先日スポーツクラブのレッスンに参加してくれた人。
「うまくなりたいんです」
とわざわざ話をしに来てくれました。
私はスポーツクラブのレッスンでも、スタジオでも、同じように指導するよう心がけていますが、スポーツクラブでは初心者から10年単位で経験のある人もいて、すごく優しい内容の部分と、時々チャレンジする内容を織り交ぜています。
この間は初心者の割合が多かったのでごくごく基本の動きのみ。
それでさえ私の話を聞いておらず、個別に注意しても無反応、順番も覚えず他の人を見てばかり。
さらにポワントクラスも受けたいというのでそれははっきり断りました。
ポワントを履く最低ラインは
・レッスン中のアンシェヌマンを一人で覚えられる
・爪先の動きをある程度マスターしている(筋力含む)
・カウントが取れる
・私の注意をきちんと聞ける
順番も覚えず、音もわからず、ではポワントを履くには危険すぎます。
あ!と慌てて動いては捻挫や骨折の可能性が高まります。
基本の動きのつながりを全く覚えられないほどわかっていないのではポワントは履かせられません。

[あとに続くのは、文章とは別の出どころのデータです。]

//! Chromiumoxide-backed implementation of the driver capabilities
//!
//! Wraps one `chromiumoxide::Page` and maps its operations onto the
//! [`PageDriver`]/[`ElementHandle`] seams. Waits are poll loops with a 100ms
//! interval and an explicit deadline; CDP failures are folded into
//! [`DriverError`] variants so the harvesting core never sees chromiumoxide
//! types.

use async_trait::async_trait;
use chromiumoxide::element::Element;
use chromiumoxide::page::Page;
use std::time::{Duration, Instant};
use tokio::time::sleep;
use tracing::trace;

use super::{DriverError, DriverResult, ElementHandle, PageDriver};

/// Interval between condition checks inside a bounded wait
const POLL_INTERVAL: Duration = Duration::from_millis(100);

/// JS predicate evaluated against an element to decide visibility.
/// Mirrors what a user would consider "displayed": attached, not
/// display:none / visibility:hidden, and occupying layout space.
const IS_VISIBLE_FN: &str = "function() {
    if (!this.isConnected) { return false; }
    const style = window.getComputedStyle(this);
    return style.display !== 'none'
        && style.visibility !== 'hidden'
        && this.getClientRects().length > 0;
}";

const TEXT_CONTENT_FN: &str = "function() { return this.textContent; }";

/// Resolves the closest enclosing anchor; `href` (not the raw attribute) so
/// relative targets come back absolutized by the page itself.
const ANCESTOR_HREF_FN: &str = "function() {
    const anchor = this.closest('a');
    return anchor ? anchor.href : null;
}";

fn protocol_err(e: chromiumoxide::error::CdpError) -> DriverError {
    DriverError::Protocol(e.to_string())
}

fn lookup_err(e: chromiumoxide::error::CdpError) -> DriverError {
    DriverError::Lookup(e.to_string())
}

/// A live Chrome tab exposed through the [`PageDriver`] seam
pub struct ChromePage {
    page: Page,
}

impl ChromePage {
    #[must_use]
    pub fn new(page: Page) -> Self {
        Self { page }
    }

    /// Access the underlying chromiumoxide page
    #[must_use]
    pub fn page(&self) -> &Page {
        &self.page
    }

    /// Poll for a matching element until it is present and visible, or the
    /// deadline passes.
    async fn wait_for_displayed(
        &self,
        selector: &str,
        timeout: Duration,
    ) -> DriverResult<ChromeElement> {
        let start = Instant::now();
        loop {
            if let Ok(element) = self.page.find_element(selector).await {
                let handle = ChromeElement { element };
                if handle.is_visible().await.unwrap_or(false) {
                    trace!(
                        "element '{}' ready after {:.2}s",
                        selector,
                        start.elapsed().as_secs_f64()
                    );
                    return Ok(handle);
                }
            }
            if start.elapsed() >= timeout {
                return Err(DriverError::Timeout {
                    selector: selector.to_string(),
                    timeout,
                });
            }
            sleep(POLL_INTERVAL).await;
        }
    }
}

#[async_trait]
impl PageDriver for ChromePage {
    type Element = ChromeElement;

    async fn navigate(&self, url: &str) -> DriverResult<()> {
        self.page.goto(url).await.map_err(protocol_err)?;
        // goto resolves when the HTTP response arrives; wait for the load to
        // settle before callers start querying the DOM.
        self.page
            .wait_for_navigation()
            .await
            .map_err(protocol_err)?;
        Ok(())
    }

    async fn current_title(&self) -> DriverResult<String> {
        Ok(self
            .page
            .get_title()
            .await
            .map_err(protocol_err)?
            .unwrap_or_default())
    }

    async fn current_url(&self) -> DriverResult<String> {
        // "about:blank" over empty string, so logs read unambiguously
        Ok(self
            .page
            .url()
            .await
            .map_err(protocol_err)?
            .unwrap_or_else(|| "about:blank".to_string()))
    }

    async fn wait_for_visible(
        &self,
        selector: &str,
        timeout: Duration,
    ) -> DriverResult<Self::Element> {
        self.wait_for_displayed(selector, timeout).await
    }

    async fn wait_for_clickable(
        &self,
        selector: &str,
        timeout: Duration,
    ) -> DriverResult<Self::Element> {
        // Visibility is the interactability gate that matters for the pages
        // we drive; CDP clicks scroll the target into view themselves.
        self.wait_for_displayed(selector, timeout).await
    }

    async fn wait_for_all(
        &self,
        selector: &str,
        timeout: Duration,
    ) -> DriverResult<Vec<Self::Element>> {
        let start = Instant::now();
        loop {
            match self.page.find_elements(selector).await {
                Ok(elements) if !elements.is_empty() => {
                    trace!(
                        "{} elements matched '{}' after {:.2}s",
                        elements.len(),
                        selector,
                        start.elapsed().as_secs_f64()
                    );
                    return Ok(elements
                        .into_iter()
                        .map(|element| ChromeElement { element })
                        .collect());
                }
                Ok(_) | Err(_) => {}
            }
            if start.elapsed() >= timeout {
                return Err(DriverError::Timeout {
                    selector: selector.to_string(),
                    timeout,
                });
            }
            sleep(POLL_INTERVAL).await;
        }
    }
}

/// One element handle on a [`ChromePage`]
pub struct ChromeElement {
    element: Element,
}

impl ChromeElement {
    /// Call a JS function with `this` bound to the element and return the
    /// JSON value it produced, if any.
    async fn eval_on_self(&self, function: &str) -> DriverResult<Option<serde_json::Value>> {
        let returned = self
            .element
            .call_js_fn(function, false)
            .await
            .map_err(lookup_err)?;
        Ok(returned.result.value)
    }
}

#[async_trait]
impl ElementHandle for ChromeElement {
    async fn is_visible(&self) -> DriverResult<bool> {
        Ok(self
            .eval_on_self(IS_VISIBLE_FN)
            .await?
            .and_then(|v| v.as_bool())
            .unwrap_or(false))
    }

    async fn text_content(&self) -> DriverResult<Option<String>> {
        Ok(self
            .eval_on_self(TEXT_CONTENT_FN)
            .await?
            .and_then(|v| v.as_str().map(str::to_string)))
    }

    async fn ancestor_link_href(&self) -> DriverResult<Option<String>> {
        Ok(self
            .eval_on_self(ANCESTOR_HREF_FN)
            .await?
            .and_then(|v| v.as_str().map(str::to_string)))
    }

    async fn attribute(&self, name: &str) -> DriverResult<Option<String>> {
        self.element.attribute(name).await.map_err(lookup_err)
    }

    async fn send_keys(&self, text: &str) -> DriverResult<()> {
        self.element.type_str(text).await.map_err(lookup_err)?;
        Ok(())
    }

    async fn submit(&self) -> DriverResult<()> {
        self.element.press_key("Enter").await.map_err(lookup_err)?;
        Ok(())
    }

    async fn click(&self) -> DriverResult<()> {
        self.element.click().await.map_err(lookup_err)?;
        Ok(())
    }
}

私の注意を聞けないのに、危険なことはさせられません。
「うまくなりたい」とはどのようなことを指すのか、生徒自身も明確にするべきです。
例えば、バーレッスンの振りを全く覚えられない人がバリエーションを踊るという目標を持つことは、人によっては目標が遠すぎて実現するまでの段階を考えることができなくなります。
スタジオのほうの生徒の中には、ポワントでバリエーションを踊るために、『今は〇〇をできるようにする』と具体的な目標を持てる人もいます。
こういう人は「うまくなりたい」という表現はあまり使いません。
うまくなるために、〇〇ができるようになりたいからです。
彼女は着々と上達しています。
バレエは気の遠くなるような数のパや組み合わせ、音楽の聴き分け、踊りながらでも先生の注意を聞く、などやることがたくさん。
ただ「うまくなりたい」では漠然としすぎて何をやってよいかわからないわけですね。
まずは目の前の目標を設定し、レッスン中はそれを頑張りましょう。